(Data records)
>>>>>

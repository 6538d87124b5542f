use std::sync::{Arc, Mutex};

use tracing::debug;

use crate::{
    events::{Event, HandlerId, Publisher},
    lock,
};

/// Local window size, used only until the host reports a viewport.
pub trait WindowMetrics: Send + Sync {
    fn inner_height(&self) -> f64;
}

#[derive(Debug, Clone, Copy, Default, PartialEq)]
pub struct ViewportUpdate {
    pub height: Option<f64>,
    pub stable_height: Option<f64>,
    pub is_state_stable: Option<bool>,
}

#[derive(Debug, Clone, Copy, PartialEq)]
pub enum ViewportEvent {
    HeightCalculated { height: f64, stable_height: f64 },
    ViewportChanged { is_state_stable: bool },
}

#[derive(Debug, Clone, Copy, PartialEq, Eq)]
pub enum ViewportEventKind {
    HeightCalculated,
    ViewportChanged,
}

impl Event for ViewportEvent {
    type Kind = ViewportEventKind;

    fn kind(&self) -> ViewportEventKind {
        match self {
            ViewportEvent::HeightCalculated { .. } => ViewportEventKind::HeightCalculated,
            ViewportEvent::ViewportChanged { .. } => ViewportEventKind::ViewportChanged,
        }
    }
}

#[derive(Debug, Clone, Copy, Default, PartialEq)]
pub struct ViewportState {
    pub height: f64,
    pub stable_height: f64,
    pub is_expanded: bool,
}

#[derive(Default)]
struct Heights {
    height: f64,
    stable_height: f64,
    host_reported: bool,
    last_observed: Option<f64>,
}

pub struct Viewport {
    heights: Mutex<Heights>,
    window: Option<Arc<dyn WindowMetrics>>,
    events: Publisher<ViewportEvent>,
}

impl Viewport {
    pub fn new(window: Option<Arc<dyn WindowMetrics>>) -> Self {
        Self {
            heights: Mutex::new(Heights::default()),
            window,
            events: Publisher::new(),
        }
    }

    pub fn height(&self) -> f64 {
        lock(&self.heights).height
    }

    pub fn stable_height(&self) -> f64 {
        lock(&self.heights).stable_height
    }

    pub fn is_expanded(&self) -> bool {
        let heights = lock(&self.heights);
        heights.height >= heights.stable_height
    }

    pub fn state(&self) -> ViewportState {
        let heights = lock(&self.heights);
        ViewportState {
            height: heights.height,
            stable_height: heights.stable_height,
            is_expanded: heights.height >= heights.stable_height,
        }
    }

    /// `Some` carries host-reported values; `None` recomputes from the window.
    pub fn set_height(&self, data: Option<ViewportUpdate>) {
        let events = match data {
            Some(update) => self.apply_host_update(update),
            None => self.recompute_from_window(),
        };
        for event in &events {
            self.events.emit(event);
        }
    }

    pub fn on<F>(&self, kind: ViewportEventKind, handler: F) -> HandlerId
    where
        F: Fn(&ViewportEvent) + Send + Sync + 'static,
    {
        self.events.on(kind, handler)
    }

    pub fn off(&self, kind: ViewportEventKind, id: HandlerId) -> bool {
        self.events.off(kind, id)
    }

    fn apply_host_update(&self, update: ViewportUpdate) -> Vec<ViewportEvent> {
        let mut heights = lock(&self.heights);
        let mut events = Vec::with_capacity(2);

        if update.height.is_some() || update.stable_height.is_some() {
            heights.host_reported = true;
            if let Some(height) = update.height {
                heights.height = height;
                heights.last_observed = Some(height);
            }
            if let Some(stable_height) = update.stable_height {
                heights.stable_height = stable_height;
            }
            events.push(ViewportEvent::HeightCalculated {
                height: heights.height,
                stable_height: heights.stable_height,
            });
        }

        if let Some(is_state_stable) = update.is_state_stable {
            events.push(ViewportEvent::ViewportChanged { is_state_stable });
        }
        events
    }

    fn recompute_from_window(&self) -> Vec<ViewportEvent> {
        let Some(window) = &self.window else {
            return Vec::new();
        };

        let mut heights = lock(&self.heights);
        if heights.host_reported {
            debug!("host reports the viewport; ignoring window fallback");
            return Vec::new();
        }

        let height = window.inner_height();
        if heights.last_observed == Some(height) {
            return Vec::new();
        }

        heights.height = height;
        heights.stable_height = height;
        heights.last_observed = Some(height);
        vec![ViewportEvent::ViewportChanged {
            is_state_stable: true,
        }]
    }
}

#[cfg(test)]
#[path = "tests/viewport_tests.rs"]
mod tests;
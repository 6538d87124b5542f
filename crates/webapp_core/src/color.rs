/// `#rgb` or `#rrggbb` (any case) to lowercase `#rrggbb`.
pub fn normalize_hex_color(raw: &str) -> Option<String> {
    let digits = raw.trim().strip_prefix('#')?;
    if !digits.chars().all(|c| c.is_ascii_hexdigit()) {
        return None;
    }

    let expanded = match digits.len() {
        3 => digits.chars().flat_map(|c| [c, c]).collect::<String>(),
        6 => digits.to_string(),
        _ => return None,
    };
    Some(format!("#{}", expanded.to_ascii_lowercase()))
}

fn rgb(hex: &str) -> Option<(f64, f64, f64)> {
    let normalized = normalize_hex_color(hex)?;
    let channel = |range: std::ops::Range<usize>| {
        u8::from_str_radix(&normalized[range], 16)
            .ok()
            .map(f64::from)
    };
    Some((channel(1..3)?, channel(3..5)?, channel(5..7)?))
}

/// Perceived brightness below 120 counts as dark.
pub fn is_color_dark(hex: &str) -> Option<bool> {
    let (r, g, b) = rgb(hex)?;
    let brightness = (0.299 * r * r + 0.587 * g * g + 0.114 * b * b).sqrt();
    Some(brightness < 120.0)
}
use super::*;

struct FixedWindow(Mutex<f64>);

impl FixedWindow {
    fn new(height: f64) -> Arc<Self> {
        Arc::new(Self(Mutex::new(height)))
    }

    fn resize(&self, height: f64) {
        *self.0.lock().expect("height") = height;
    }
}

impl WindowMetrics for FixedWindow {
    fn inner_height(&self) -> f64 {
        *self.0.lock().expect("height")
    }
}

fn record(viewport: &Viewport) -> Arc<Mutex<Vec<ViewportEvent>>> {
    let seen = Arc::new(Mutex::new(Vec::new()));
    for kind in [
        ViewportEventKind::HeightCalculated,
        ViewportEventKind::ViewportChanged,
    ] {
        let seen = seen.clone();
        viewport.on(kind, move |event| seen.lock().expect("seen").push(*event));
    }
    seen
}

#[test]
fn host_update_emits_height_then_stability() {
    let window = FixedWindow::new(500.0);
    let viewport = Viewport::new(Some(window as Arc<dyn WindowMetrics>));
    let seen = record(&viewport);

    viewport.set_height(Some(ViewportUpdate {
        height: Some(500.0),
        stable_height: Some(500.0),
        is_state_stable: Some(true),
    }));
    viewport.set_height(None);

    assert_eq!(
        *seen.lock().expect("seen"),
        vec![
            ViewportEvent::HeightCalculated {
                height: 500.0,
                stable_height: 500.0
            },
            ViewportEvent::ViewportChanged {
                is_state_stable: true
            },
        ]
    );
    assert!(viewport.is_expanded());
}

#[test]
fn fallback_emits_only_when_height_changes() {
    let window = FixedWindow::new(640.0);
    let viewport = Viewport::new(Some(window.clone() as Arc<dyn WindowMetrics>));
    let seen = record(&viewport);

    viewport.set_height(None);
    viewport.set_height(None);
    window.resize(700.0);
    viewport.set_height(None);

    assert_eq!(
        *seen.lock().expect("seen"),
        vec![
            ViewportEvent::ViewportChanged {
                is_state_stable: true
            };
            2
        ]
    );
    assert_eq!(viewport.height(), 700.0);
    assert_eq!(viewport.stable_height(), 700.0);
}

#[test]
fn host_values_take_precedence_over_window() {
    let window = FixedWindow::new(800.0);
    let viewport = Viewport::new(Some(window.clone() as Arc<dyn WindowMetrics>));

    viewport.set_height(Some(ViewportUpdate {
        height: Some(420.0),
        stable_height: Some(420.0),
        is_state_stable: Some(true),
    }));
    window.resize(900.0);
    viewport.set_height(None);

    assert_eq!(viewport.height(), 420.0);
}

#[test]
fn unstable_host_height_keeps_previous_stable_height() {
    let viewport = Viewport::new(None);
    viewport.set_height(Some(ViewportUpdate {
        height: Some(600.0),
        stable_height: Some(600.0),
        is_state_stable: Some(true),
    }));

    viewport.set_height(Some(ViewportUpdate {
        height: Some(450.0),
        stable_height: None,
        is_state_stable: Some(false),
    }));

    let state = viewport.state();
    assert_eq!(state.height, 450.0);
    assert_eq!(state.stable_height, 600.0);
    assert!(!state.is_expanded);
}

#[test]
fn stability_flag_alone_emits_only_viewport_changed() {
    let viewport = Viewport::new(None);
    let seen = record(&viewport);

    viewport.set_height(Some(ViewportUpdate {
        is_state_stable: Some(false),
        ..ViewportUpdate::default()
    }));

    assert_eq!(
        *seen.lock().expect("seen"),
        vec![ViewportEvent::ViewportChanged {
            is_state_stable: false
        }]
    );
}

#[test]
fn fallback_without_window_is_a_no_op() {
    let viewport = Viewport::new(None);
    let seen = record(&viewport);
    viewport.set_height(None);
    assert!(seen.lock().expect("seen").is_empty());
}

<<<<<

Nothing but an exact copy of the lines from the start of the entries through the line containing "fn inner_height(&self) -> f64;" belongs in the response.

▶ _OUTPUT OF THE EXERCISE_
repository 6538d87124b5542f
use std::sync::{Arc, Mutex};

use tracing::debug;

use crate::{
    events::{Event, HandlerId, Publisher},
    lock,
};

/// Local window size, used only until the host reports a viewport.
pub trait WindowMetrics: Send + Sync {
    fn inner_height(&self) -> f64;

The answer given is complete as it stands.